Exercise aim:
Scan the lines below and report each one containing "assert" by copying it.

◆ ◆ ◆

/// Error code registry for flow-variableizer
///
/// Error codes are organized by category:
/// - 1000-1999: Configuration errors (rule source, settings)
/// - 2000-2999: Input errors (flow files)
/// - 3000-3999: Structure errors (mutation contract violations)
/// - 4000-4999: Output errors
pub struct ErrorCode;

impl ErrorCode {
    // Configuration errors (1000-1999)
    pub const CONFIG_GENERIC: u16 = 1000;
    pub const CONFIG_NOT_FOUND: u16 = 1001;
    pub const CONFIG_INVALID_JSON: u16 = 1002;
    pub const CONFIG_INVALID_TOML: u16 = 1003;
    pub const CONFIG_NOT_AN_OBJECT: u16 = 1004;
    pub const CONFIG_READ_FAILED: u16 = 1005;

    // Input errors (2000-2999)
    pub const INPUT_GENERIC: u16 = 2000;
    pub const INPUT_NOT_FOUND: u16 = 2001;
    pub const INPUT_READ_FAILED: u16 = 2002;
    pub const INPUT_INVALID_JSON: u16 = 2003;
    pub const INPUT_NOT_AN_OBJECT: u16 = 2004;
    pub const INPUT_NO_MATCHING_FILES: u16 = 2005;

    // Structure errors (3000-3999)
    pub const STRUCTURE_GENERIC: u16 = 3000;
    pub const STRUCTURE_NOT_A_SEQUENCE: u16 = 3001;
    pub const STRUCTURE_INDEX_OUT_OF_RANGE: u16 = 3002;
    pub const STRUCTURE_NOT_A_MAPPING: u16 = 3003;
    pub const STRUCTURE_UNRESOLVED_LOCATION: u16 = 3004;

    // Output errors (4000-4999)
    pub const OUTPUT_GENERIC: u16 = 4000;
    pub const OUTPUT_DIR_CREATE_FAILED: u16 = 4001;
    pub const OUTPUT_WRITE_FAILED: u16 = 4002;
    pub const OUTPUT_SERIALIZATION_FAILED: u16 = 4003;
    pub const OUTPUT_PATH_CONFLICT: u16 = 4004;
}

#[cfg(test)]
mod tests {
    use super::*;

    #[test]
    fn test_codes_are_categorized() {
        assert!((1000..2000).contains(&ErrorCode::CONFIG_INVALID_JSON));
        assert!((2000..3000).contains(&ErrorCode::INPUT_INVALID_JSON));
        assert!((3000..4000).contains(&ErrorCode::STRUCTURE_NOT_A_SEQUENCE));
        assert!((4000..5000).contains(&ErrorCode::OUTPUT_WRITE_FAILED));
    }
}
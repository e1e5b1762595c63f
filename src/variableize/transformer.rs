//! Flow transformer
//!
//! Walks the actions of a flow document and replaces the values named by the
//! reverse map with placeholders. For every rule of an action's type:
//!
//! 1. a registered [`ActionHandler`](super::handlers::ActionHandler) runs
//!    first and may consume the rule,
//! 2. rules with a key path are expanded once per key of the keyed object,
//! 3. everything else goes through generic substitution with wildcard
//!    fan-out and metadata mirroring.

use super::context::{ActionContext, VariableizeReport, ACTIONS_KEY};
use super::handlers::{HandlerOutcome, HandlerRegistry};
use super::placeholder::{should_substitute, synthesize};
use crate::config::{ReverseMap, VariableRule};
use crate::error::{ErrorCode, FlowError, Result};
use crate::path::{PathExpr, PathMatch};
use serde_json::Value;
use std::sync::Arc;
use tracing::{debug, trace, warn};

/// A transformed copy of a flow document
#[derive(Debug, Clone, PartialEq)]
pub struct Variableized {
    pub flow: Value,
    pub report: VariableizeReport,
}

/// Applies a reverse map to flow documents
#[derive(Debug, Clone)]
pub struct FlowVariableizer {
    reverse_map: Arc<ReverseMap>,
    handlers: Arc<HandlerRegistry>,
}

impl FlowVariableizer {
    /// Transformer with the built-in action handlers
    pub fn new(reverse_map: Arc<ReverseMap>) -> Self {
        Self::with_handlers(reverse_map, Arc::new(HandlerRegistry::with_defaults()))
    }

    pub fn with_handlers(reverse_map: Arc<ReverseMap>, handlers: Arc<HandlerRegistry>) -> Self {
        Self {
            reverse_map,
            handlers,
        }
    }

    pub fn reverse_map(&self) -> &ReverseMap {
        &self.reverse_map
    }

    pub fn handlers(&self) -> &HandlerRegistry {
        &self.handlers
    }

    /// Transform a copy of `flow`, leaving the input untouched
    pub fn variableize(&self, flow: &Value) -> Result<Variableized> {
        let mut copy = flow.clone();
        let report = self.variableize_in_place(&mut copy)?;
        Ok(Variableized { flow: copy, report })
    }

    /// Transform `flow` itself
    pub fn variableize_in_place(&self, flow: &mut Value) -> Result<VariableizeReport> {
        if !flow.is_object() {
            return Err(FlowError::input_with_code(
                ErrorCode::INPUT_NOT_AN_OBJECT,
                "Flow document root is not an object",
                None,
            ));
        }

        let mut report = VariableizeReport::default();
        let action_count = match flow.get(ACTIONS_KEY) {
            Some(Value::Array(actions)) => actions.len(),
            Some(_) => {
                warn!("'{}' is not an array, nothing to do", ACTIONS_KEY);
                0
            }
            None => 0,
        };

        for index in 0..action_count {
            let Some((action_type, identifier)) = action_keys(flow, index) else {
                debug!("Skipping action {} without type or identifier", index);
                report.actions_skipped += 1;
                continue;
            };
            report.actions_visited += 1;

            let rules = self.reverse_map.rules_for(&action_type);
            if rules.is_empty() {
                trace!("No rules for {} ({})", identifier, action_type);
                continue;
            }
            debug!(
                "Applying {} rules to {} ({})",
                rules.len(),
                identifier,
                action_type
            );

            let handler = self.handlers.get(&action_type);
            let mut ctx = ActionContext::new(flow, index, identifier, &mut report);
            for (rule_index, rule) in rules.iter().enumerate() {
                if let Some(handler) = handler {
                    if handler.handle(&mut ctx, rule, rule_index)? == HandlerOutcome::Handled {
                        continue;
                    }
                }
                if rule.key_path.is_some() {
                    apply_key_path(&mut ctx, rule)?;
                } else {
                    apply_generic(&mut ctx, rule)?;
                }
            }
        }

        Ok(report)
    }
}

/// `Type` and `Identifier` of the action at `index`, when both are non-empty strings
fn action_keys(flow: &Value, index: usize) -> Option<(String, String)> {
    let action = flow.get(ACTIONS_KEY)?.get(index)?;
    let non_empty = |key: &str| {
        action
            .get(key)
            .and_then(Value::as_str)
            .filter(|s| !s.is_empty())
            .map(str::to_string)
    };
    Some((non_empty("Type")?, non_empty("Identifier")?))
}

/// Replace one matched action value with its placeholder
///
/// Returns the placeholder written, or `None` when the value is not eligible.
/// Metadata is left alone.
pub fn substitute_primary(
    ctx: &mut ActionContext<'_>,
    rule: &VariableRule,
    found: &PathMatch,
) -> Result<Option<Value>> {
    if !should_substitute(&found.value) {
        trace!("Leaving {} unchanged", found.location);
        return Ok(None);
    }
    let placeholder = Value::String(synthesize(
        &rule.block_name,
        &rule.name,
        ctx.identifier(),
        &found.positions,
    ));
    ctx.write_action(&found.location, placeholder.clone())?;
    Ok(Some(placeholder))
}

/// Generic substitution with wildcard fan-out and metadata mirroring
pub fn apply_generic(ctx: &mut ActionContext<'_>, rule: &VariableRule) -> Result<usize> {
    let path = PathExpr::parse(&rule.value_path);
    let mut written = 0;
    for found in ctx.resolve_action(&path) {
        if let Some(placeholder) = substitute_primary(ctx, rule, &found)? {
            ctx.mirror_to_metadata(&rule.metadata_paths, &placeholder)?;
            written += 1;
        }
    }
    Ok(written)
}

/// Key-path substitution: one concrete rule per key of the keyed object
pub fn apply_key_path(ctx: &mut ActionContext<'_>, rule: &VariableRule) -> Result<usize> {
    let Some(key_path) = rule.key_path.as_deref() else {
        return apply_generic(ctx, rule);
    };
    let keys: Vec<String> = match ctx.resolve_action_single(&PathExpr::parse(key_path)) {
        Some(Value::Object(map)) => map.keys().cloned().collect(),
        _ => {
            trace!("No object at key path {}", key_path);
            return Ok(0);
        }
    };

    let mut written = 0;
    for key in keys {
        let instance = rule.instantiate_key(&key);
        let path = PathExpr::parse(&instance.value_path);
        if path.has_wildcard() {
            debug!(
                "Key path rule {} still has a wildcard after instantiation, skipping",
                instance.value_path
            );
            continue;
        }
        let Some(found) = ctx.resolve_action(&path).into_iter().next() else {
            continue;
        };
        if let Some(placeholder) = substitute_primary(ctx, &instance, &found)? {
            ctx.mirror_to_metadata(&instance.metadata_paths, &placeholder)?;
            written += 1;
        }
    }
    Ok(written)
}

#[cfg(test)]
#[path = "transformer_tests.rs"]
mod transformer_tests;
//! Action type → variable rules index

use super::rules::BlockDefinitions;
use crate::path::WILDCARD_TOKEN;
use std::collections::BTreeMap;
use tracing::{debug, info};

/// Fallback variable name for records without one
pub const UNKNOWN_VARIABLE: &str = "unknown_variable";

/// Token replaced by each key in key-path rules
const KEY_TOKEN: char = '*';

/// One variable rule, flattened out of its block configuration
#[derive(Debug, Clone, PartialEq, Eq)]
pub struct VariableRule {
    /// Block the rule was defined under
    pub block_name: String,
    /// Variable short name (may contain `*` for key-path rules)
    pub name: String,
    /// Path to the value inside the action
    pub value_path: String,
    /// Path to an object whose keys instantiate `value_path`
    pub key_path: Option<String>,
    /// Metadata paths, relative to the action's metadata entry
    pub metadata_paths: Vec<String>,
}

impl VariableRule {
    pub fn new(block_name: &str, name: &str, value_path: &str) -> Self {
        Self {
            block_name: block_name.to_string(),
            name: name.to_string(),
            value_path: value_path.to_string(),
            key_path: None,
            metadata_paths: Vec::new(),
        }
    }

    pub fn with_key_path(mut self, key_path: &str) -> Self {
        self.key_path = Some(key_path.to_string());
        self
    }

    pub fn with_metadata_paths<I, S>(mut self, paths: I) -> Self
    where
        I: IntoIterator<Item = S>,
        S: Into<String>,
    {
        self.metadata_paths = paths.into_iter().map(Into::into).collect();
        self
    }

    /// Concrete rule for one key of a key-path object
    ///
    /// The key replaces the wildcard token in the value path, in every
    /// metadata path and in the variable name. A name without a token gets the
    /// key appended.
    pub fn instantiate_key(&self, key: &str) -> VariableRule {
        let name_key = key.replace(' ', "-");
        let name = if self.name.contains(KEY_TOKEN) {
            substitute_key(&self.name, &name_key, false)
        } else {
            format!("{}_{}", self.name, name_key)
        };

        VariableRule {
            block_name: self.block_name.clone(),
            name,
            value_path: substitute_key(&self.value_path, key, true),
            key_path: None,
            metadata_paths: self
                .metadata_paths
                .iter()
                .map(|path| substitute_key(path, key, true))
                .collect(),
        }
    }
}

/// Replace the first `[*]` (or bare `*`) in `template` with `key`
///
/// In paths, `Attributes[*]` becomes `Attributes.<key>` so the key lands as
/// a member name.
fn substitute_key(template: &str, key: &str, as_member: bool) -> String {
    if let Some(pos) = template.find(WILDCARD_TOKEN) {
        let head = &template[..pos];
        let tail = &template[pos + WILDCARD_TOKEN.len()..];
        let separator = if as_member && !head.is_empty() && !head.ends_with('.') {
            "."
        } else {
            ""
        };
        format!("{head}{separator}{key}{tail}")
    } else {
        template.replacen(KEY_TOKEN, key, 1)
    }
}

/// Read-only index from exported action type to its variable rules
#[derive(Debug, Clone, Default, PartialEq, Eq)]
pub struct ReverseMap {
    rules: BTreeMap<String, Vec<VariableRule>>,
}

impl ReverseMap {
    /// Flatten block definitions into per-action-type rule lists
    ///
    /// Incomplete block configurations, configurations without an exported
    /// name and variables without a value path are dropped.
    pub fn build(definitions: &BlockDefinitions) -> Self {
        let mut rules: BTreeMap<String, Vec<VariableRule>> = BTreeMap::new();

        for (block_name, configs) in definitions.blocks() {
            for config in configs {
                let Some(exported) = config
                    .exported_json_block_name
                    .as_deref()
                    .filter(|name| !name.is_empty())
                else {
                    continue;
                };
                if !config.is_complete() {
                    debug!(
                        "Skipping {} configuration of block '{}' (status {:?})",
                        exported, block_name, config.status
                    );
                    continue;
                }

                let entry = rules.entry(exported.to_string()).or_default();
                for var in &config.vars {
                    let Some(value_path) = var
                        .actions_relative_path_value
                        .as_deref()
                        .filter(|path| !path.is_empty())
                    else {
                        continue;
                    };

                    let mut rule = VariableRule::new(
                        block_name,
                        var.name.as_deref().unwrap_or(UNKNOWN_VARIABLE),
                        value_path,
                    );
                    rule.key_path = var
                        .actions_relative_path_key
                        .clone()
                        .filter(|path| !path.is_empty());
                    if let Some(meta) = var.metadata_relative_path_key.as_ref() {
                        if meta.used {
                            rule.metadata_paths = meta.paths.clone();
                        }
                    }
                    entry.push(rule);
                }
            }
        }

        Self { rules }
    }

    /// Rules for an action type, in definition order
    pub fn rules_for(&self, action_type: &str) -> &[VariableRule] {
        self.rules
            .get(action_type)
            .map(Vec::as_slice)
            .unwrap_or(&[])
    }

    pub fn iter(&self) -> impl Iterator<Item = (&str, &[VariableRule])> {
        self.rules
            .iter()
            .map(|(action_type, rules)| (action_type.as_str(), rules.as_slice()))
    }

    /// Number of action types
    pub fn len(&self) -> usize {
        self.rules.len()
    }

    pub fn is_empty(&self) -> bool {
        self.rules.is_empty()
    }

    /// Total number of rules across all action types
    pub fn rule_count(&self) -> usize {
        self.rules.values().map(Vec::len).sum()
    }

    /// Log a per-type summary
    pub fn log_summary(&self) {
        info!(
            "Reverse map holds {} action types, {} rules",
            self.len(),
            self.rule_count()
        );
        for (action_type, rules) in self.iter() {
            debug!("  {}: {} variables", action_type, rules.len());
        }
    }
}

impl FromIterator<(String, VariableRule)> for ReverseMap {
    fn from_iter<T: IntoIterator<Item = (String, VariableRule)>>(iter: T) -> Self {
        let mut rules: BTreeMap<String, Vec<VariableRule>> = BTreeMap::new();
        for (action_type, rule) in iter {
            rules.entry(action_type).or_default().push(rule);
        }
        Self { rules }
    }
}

◆ ◆ ◆

Response to the task:
        assert!((1000..2000).contains(&ErrorCode::CONFIG_INVALID_JSON));
        assert!((2000..3000).contains(&ErrorCode::INPUT_INVALID_JSON));
        assert!((3000..4000).contains(&ErrorCode::STRUCTURE_NOT_A_SEQUENCE));
        assert!((4000..5000).contains(&ErrorCode::OUTPUT_WRITE_FAILED));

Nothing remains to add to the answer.